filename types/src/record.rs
//! Records produced by a fetch and the ordered result that carries them.

use std::collections::HashSet;
use std::slice;

use serde::{Deserialize, Serialize};
use thiserror::Error;

/// A single entry in a [`FetchResult`].
#[derive(Debug, Clone, PartialEq, Eq, Hash, Serialize, Deserialize)]
pub struct Record {
    pub id: u32,
    pub name: String,
    pub age: u32,
}

impl Record {
    #[must_use]
    pub fn new(id: u32, name: impl Into<String>, age: u32) -> Self {
        Self {
            id,
            name: name.into(),
            age,
        }
    }
}

#[derive(Debug, Clone, Copy, PartialEq, Eq, Error)]
#[error("duplicate record id {0} in fetch result")]
pub struct DuplicateRecordId(pub u32);

/// Ordered records delivered by a successful fetch.
///
/// Ids are unique within one result. Order is the order the source produced,
/// never re-sorted.
#[derive(Debug, Clone, PartialEq, Eq, Serialize, Deserialize)]
#[serde(try_from = "Vec<Record>", into = "Vec<Record>")]
pub struct FetchResult(Vec<Record>);

impl FetchResult {
    pub fn new(records: Vec<Record>) -> Result<Self, DuplicateRecordId> {
        let mut seen = HashSet::with_capacity(records.len());
        for record in &records {
            if !seen.insert(record.id) {
                return Err(DuplicateRecordId(record.id));
            }
        }
        Ok(Self(records))
    }

    /// The three users every demo source hands back.
    #[must_use]
    pub fn sample_users() -> Self {
        Self(vec![
            Record::new(1, "John", 25),
            Record::new(2, "Jane", 30),
            Record::new(3, "Jim", 20),
        ])
    }

    #[must_use]
    pub fn records(&self) -> &[Record] {
        &self.0
    }

    #[must_use]
    pub fn len(&self) -> usize {
        self.0.len()
    }

    #[must_use]
    pub fn is_empty(&self) -> bool {
        self.0.is_empty()
    }

    pub fn ids(&self) -> impl Iterator<Item = u32> + '_ {
        self.0.iter().map(|record| record.id)
    }

    #[must_use]
    pub fn get(&self, id: u32) -> Option<&Record> {
        self.0.iter().find(|record| record.id == id)
    }

    #[must_use]
    pub fn into_records(self) -> Vec<Record> {
        self.0
    }
}

impl TryFrom<Vec<Record>> for FetchResult {
    type Error = DuplicateRecordId;

    fn try_from(value: Vec<Record>) -> Result<Self, Self::Error> {
        Self::new(value)
    }
}

impl From<FetchResult> for Vec<Record> {
    fn from(value: FetchResult) -> Self {
        value.0
    }
}

impl<'a> IntoIterator for &'a FetchResult {
    type Item = &'a Record;
    type IntoIter = slice::Iter<'a, Record>;

    fn into_iter(self) -> Self::IntoIter {
        self.0.iter()
    }
}
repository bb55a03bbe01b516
use thiserror::Error;

/// Why a fetch outcome carries no result.
#[derive(Debug, Clone, Copy, PartialEq, Eq, Hash, Error)]
pub enum FetchError {
    /// The probabilistic failure path.
    #[error("failed to fetch data")]
    SimulatedFailure,
    #[error("fetch was cancelled before completion")]
    Cancelled,
    /// The caller's deadline passed while the request was still pending.
    #[error("fetch did not complete before the caller's deadline")]
    Timeout,
}

impl FetchError {
    /// Whether issuing a fresh fetch could plausibly succeed.
    #[must_use]
    pub const fn is_retryable(self) -> bool {
        matches!(self, Self::SimulatedFailure)
    }
}

/// A [`crate::FetchConfig`] that cannot start a request.
#[derive(Debug, Clone, Copy, PartialEq, Error)]
pub enum ConfigError {
    #[error("delay_ms must be non-negative, got {0}")]
    NegativeDelay(i64),
    #[error("failure_probability must be within [0, 1], got {0}")]
    FailureProbabilityOutOfRange(f64),
}
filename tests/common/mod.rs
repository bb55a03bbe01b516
//! Shared test utilities and fixtures
//!
//! Common infrastructure for integration tests.

#![allow(dead_code)]

use std::time::Duration;

use tokio::time::sleep;

use mockfetch_source::{AsyncFetchSource, FetchConfig};

/// A source serving the default user records.
pub fn users_source() -> AsyncFetchSource {
    AsyncFetchSource::default()
}

/// Shorthand for a seeded config.
pub fn seeded(delay_ms: i64, failure_probability: f64, seed: u64) -> FetchConfig {
    FetchConfig::new(delay_ms, failure_probability, Some(seed))
}

/// Let paused time run past `ms` so any completion due by then has fired.
pub async fn run_for(ms: u64) {
    sleep(Duration::from_millis(ms)).await;
}
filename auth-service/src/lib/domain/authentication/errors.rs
use auth::JwtError;
use auth::PasswordError;
use thiserror::Error;

use crate::user::errors::UserError;

/// Error for authentication operations.
///
/// `NotFound` and `Unauthorized` are the only outcomes a caller is expected to
/// handle; the remaining variants carry collaborator faults unchanged.
#[derive(Debug, Clone, Error)]
pub enum AuthError {
    /// No account exists for the supplied email (login only)
    #[error("User not found")]
    NotFound,

    #[error("Unauthorized")]
    Unauthorized,

    #[error("Token signing failed: {0}")]
    TokenSigning(JwtError),

    #[error("Password error: {0}")]
    Password(#[from] PasswordError),

    #[error("User store error: {0}")]
    User(#[from] UserError),
}
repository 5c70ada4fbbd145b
pub mod repositories;
pub mod security;
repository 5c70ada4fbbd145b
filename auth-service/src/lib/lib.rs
pub mod config;
pub mod domain;
pub mod inbound;
pub mod outbound;

pub use domain::authentication;
pub use domain::user;
pub use outbound::repositories;
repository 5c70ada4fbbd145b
use axum::http::StatusCode;
use axum::response::IntoResponse;
use axum::response::Response;
use axum::Json;
use serde::Serialize;

use crate::domain::authentication::errors::AuthError;

pub mod get_current_user;
pub mod login;
pub mod refresh_token;

#[derive(Debug, Clone)]
pub struct ApiSuccess<T: Serialize + PartialEq>(StatusCode, Json<ApiResponseBody<T>>);

impl<T> PartialEq for ApiSuccess<T>
where
    T: Serialize + PartialEq,
{
    fn eq(&self, other: &Self) -> bool {
        self.0 == other.0 && self.1 .0 == other.1 .0
    }
}

impl<T: Serialize + PartialEq> ApiSuccess<T> {
    pub fn new(status: StatusCode, data: T) -> Self {
        ApiSuccess(status, Json(ApiResponseBody::new(status, data)))
    }
}

impl<T: Serialize + PartialEq> IntoResponse for ApiSuccess<T> {
    fn into_response(self) -> Response {
        (self.0, self.1).into_response()
    }
}

#[derive(Debug, Clone, PartialEq, Eq)]
pub enum ApiError {
    InternalServerError(String),
    NotFound(String),
    Unauthorized(String),
}

impl IntoResponse for ApiError {
    fn into_response(self) -> Response {
        let (status, message) = match self {
            ApiError::InternalServerError(msg) => (StatusCode::INTERNAL_SERVER_ERROR, msg),
            ApiError::NotFound(msg) => (StatusCode::NOT_FOUND, msg),
            ApiError::Unauthorized(msg) => (StatusCode::UNAUTHORIZED, msg),
        };

        (status, Json(ApiResponseBody::new_error(status, message))).into_response()
    }
}

impl From<AuthError> for ApiError {
    fn from(err: AuthError) -> Self {
        match err {
            AuthError::NotFound => ApiError::NotFound(err.to_string()),
            AuthError::Unauthorized => ApiError::Unauthorized(err.to_string()),
            AuthError::TokenSigning(_) | AuthError::Password(_) | AuthError::User(_) => {
                tracing::error!(error = %err, "Authentication failed unexpectedly");
                ApiError::InternalServerError(err.to_string())
            }
        }
    }
}

#[derive(Debug, Clone, PartialEq, Eq, Serialize)]
pub struct ApiResponseBody<T: Serialize + PartialEq> {
    status_code: u16,
    data: T,
}

impl<T: Serialize + PartialEq> ApiResponseBody<T> {
    pub fn new(status_code: StatusCode, data: T) -> Self {
        Self {
            status_code: status_code.as_u16(),
            data,
        }
    }
}

impl ApiResponseBody<ApiErrorData> {
    pub fn new_error(status_code: StatusCode, message: String) -> Self {
        Self {
            status_code: status_code.as_u16(),
            data: ApiErrorData { message },
        }
    }
}

#[derive(Debug, Clone, PartialEq, Eq, Serialize)]
pub struct ApiErrorData {
    pub message: String,
}

#[cfg(test)]
mod tests {
    use super::*;
    use crate::user::errors::UserError;

    #[test]
    fn test_auth_error_mapping() {
        assert_eq!(
            ApiError::from(AuthError::NotFound),
            ApiError::NotFound("User not found".to_string())
        );
        assert_eq!(
            ApiError::from(AuthError::Unauthorized),
            ApiError::Unauthorized("Unauthorized".to_string())
        );
        assert!(matches!(
            ApiError::from(AuthError::User(UserError::DatabaseError(
                "timeout".to_string()
            ))),
            ApiError::InternalServerError(_)
        ));
    }

    #[test]
    fn test_error_response_status() {
        let response = ApiError::Unauthorized("Unauthorized".to_string()).into_response();
        assert_eq!(response.status(), StatusCode::UNAUTHORIZED);
    }
}
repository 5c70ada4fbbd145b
use std::sync::Arc;

use async_trait::async_trait;
use auth::TokenPayload;
use chrono::Utc;

use crate::domain::authentication::errors::AuthError;
use crate::domain::authentication::models::Credentials;
use crate::domain::authentication::models::TokenPair;
use crate::domain::authentication::models::ACCESS_TOKEN_MINUTES_TO_LIVE;
use crate::domain::authentication::models::REFRESH_TOKEN_MINUTES_TO_LIVE;
use crate::domain::authentication::ports::AuthServicePort;
use crate::domain::authentication::ports::PasswordVerifier;
use crate::domain::authentication::ports::TokenCodec;
use crate::domain::user::models::User;
use crate::domain::user::models::UserId;
use crate::domain::user::models::UserWithPassword;
use crate::user::ports::UserRepository;

/// Domain service implementation for authentication operations.
///
/// Stateless: every call reads the user store at most once and talks to the
/// token codec once or twice.
pub struct AuthService<UR, TC, PV>
where
    UR: UserRepository,
    TC: TokenCodec,
    PV: PasswordVerifier,
{
    repository: Arc<UR>,
    token_codec: Arc<TC>,
    password_verifier: Arc<PV>,
}

impl<UR, TC, PV> AuthService<UR, TC, PV>
where
    UR: UserRepository,
    TC: TokenCodec,
    PV: PasswordVerifier,
{
    /// Create a new authentication service with injected dependencies.
    ///
    /// # Arguments
    /// * `repository` - User store
    /// * `token_codec` - Token signing and verification
    /// * `password_verifier` - Password hash comparison
    pub fn new(repository: Arc<UR>, token_codec: Arc<TC>, password_verifier: Arc<PV>) -> Self {
        Self {
            repository,
            token_codec,
            password_verifier,
        }
    }

    /// Sign a token for `user` that lives for `minutes_to_live` minutes.
    pub fn create_jwt(&self, user: &User, minutes_to_live: i64) -> Result<String, AuthError> {
        self.token_codec
            .sign(&user.id.to_string(), minutes_to_live * 60)
            .map_err(AuthError::TokenSigning)
    }

    /// Resolve the subject of a verified token, hiding whether it exists.
    async fn resolve_user(&self, payload: &TokenPayload) -> Result<User, AuthError> {
        let user_id = UserId::from_string(&payload.user_id).map_err(|e| {
            tracing::warn!(error = %e, "Token subject is not a valid user id");
            AuthError::Unauthorized
        })?;

        self.repository
            .find_by_id(&user_id)
            .await?
            .ok_or_else(|| {
                tracing::warn!(user_id = %user_id, "Token subject no longer exists");
                AuthError::Unauthorized
            })
    }
}

#[async_trait]
impl<UR, TC, PV> AuthServicePort for AuthService<UR, TC, PV>
where
    UR: UserRepository,
    TC: TokenCodec,
    PV: PasswordVerifier,
{
    async fn check_credentials(&self, credentials: Credentials) -> Result<TokenPair, AuthError> {
        let UserWithPassword {
            user,
            password_hash,
        } = self
            .repository
            .find_by_email_with_password(&credentials.email)
            .await?
            .ok_or_else(|| {
                tracing::warn!(email = %credentials.email, "Login attempt for unknown email");
                AuthError::NotFound
            })?;

        let is_valid = self
            .password_verifier
            .verify(&credentials.password, &password_hash)?;

        if !is_valid {
            tracing::warn!(user_id = %user.id, "Login rejected: password mismatch");
            return Err(AuthError::Unauthorized);
        }

        let token_pair = TokenPair {
            access: self.create_jwt(&user, ACCESS_TOKEN_MINUTES_TO_LIVE)?,
            refresh: self.create_jwt(&user, REFRESH_TOKEN_MINUTES_TO_LIVE)?,
        };

        tracing::info!(user_id = %user.id, "User logged in");
        Ok(token_pair)
    }

    async fn check_refresh_token(&self, token: &str) -> Result<String, AuthError> {
        let now = Utc::now().timestamp();

        let payload = self.token_codec.verify(token).map_err(|e| {
            tracing::warn!(error = %e, "Refresh token rejected by codec");
            AuthError::Unauthorized
        })?;

        // Expiry is enforced here too, independent of any codec leeway.
        if payload.is_expired(now) {
            tracing::warn!(user_id = %payload.user_id, exp = payload.exp, "Refresh token expired");
            return Err(AuthError::Unauthorized);
        }

        let user = self.resolve_user(&payload).await?;
        let access = self.create_jwt(&user, ACCESS_TOKEN_MINUTES_TO_LIVE)?;

        tracing::info!(user_id = %user.id, "Access token refreshed");
        Ok(access)
    }

    async fn validate_user(&self, payload: &TokenPayload) -> Result<User, AuthError> {
        self.resolve_user(payload).await
    }
}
**********
TASK TO COMPLETE
Look in the material above for the line with "ApiError::InternalServerError(_)" and the line with "use chrono::Utc;", and transcribe exactly those lines and all lines between them, nothing more.

RESPONSE FOR THIS EXERCISE
            ApiError::InternalServerError(_)
        ));
    }

    #[test]
    fn test_error_response_status() {
        let response = ApiError::Unauthorized("Unauthorized".to_string()).into_response();
        assert_eq!(response.status(), StatusCode::UNAUTHORIZED);
    }
}
repository 5c70ada4fbbd145b
use std::sync::Arc;

use async_trait::async_trait;
use auth::TokenPayload;
use chrono::Utc;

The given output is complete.